BENGALURU: A statutory audit report for 2024-25 has revealed large-scale financial irregularities in a loan sanctioned by the Karnataka State Cooperative Apex Bank to Amethyst Hospitality Private Limited, one of the group companies of the prestigious Davanam Jewellers. The bank had approved a loan of Rs 82.36 crore after converting the company’s working capital limit into a term loan.
According to the audit report, accessed by media, the sanctioned amount was transferred to accounts that the same borrower maintained in other banks. This transfer of funds has raised serious questions about the transaction’s intent and legitimacy.
The loan was approved with the stated objective of taking over the company’s existing working capital facilities with the State Bank of India and the Union Bank of India under a consortium arrangement. An amount of Rs 80 crore was sanctioned as a term loan for this purpose.
On the date of takeover, the outstanding balance in the account was Rs 69.05 crore. However, instead of restricting the loan to that amount, the Apex Bank sanctioned Rs 80 crore—nearly Rs 10.95 crore more than required. Auditors have pointed out that this excess sanction was completely unjustified and against banking norms.
One of the major violations highlighted in the report relates to promoter contribution. As per loan sanction conditions, promoters were required to bring in at least 5 per cent of the loan amount from their own funds.

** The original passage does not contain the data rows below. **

use serde::{Deserialize, Serialize};

use crate::auth::rbac::Role;
use crate::error::ClientError;

/// Team member as returned by `/users/` and embedded in the login response.
#[derive(Debug, Clone, PartialEq, Eq, Serialize, Deserialize)]
pub struct User {
    pub id: i64,
    pub username: String,
    #[serde(default)]
    pub email: String,
    pub role: Role,
    #[serde(default = "default_is_active")]
    pub is_active: bool,
}

fn default_is_active() -> bool {
    true
}

impl User {
    pub fn is_admin(&self) -> bool {
        self.role == Role::Admin
    }
}

/// Body for creating or replacing a user.
#[derive(Debug, Clone, PartialEq, Eq, Serialize, Deserialize)]
pub struct UserPayload {
    pub username: String,
    pub email: String,
    pub role: Role,
    pub is_active: bool,
}

impl Default for UserPayload {
    fn default() -> Self {
        Self {
            username: String::new(),
            email: String::new(),
            role: Role::Member,
            is_active: true,
        }
    }
}

impl UserPayload {
    pub fn validate(&self) -> Result<(), ClientError> {
        if self.username.trim().is_empty() {
            return Err(ClientError::validation("Username is required"));
        }
        if self.email.trim().is_empty() {
            return Err(ClientError::validation("Email is required"));
        }
        if !self.email.contains('@') {
            return Err(ClientError::validation(format!(
                "Invalid email address: {}",
                self.email
            )));
        }
        Ok(())
    }
}

impl From<&User> for UserPayload {
    fn from(user: &User) -> Self {
        Self {
            username: user.username.clone(),
            email: user.email.clone(),
            role: user.role,
            is_active: user.is_active,
        }
    }
}

#[cfg(test)]
mod tests {
    use super::*;

    #[test]
    fn test_user_defaults_for_sparse_profile() {
        let user: User =
            serde_json::from_str(r#"{"id": 1, "username": "alice", "role": "Admin"}"#).unwrap();
        assert_eq!(user.email, "");
        assert!(user.is_active);
        assert!(user.is_admin());
    }

    #[test]
    fn test_payload_validation() {
        let mut payload = UserPayload {
            username: "bob".to_string(),
            email: "bob@example.com".to_string(),
            ..UserPayload::default()
        };
        assert!(payload.validate().is_ok());

        payload.email = "bob".to_string();
        assert!(matches!(payload.validate(), Err(ClientError::Validation(_))));

        payload.username = "  ".to_string();
        assert!(matches!(payload.validate(), Err(ClientError::Validation(_))));
    }
}
//! Role-scoped views over the task tracker data.
//!
//! Views fetch what they need, derive role-appropriate data from it and run
//! mutations after a local capability check. After a mutation settles the
//! affected collection is fetched again; nothing is patched locally.

pub mod dashboard;
pub mod profile;
pub mod tasks;
pub mod users;

pub use dashboard::{ActivityEntry, DashboardStats, DashboardView, StatCard};
pub use profile::ProfileView;
pub use tasks::{TaskFilter, TasksView};
pub use users::UsersView;

use crate::auth::rbac::Action;
use crate::auth::UserContext;
use crate::error::ClientError;
use crate::models::Task;

/// Collection re-read from the server after a mutation.
#[derive(Debug, Clone, Copy, PartialEq, Eq)]
pub enum Resync {
    Tasks,
    Users,
}

/// Tasks the user may see: everything for Admin/Manager, assigned tasks for
/// Members.
pub fn scope_tasks<'t, 'u>(
    user: &'u UserContext,
    tasks: &'t [Task],
) -> impl Iterator<Item = &'t Task> + 'u
where
    't: 'u,
{
    tasks
        .iter()
        .filter(move |task| user.can_on_task(Action::ViewTask, task))
}

/// Inline error slot shared by the views.
#[derive(Debug, Default, Clone)]
pub(crate) struct ErrorSlot(Option<String>);

impl ErrorSlot {
    pub(crate) fn settle<T>(&mut self, result: Result<T, ClientError>) -> Result<T, ClientError> {
        match &result {
            Ok(_) => self.0 = None,
            Err(e) => self.0 = Some(e.user_message()),
        }
        result
    }

    pub(crate) fn note(&mut self, err: &ClientError) {
        self.0 = Some(err.user_message());
    }

    pub(crate) fn get(&self) -> Option<&str> {
        self.0.as_deref()
    }
}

However, the promoters did not make any such contribution. Instead, the bank internally adjusted 5 per cent from the sanctioned loan amount itself and treated it as a promoter contribution. This was in clear violation of prescribed rules.
The auditors have also found that the entire transaction violated the Reserve Bank of India’s Master Directions on transfer of loan limits issued in 2021. The working capital outstanding of Rs 69.05 crore was converted into a term loan of Rs 80 crore, and a fresh repayment schedule was framed. This restructuring was carried out without proper approvals and in violation of RBI guidelines.
Further irregularities were detected in the repayment terms. According to the bank’s own policy, project loans must be repaid within seven years. However, in this case, the approved repayment schedule was 84 monthly instalments after a six-month moratorium—effectively extending the tenure to seven and a half years. This directly violated internal policy norms.
Another major breach involved margin requirements. As per bank policy, project loans require a minimum margin of 25 per cent from the borrower. But in this case, the margin was fixed at only 5 per cent. The auditors noted that although the loan was shown as a “project loan,” it was not actually meant for any new project. Instead, it was merely used to take over existing working capital loans from other banks, which goes against RBI prudential norms.
The report also pointed out that the earlier lead bank in the consortium, State Bank of India, had already classified the account as stressed and non-performing. Despite this, Apex Bank failed to obtain detailed information on the borrower’s asset classification before sanctioning the fresh loan.
It was further observed that the bank did not have a properly approved exposure policy for the takeover of loans from other institutions. Directors who offered their properties as security for the loan had previously restructured their own borrowings. Their CIBIL reports reflected financial defaults, raising doubts about the creditworthiness of the guarantors and the borrower. The auditors termed this as a clear case of inadequate due diligence.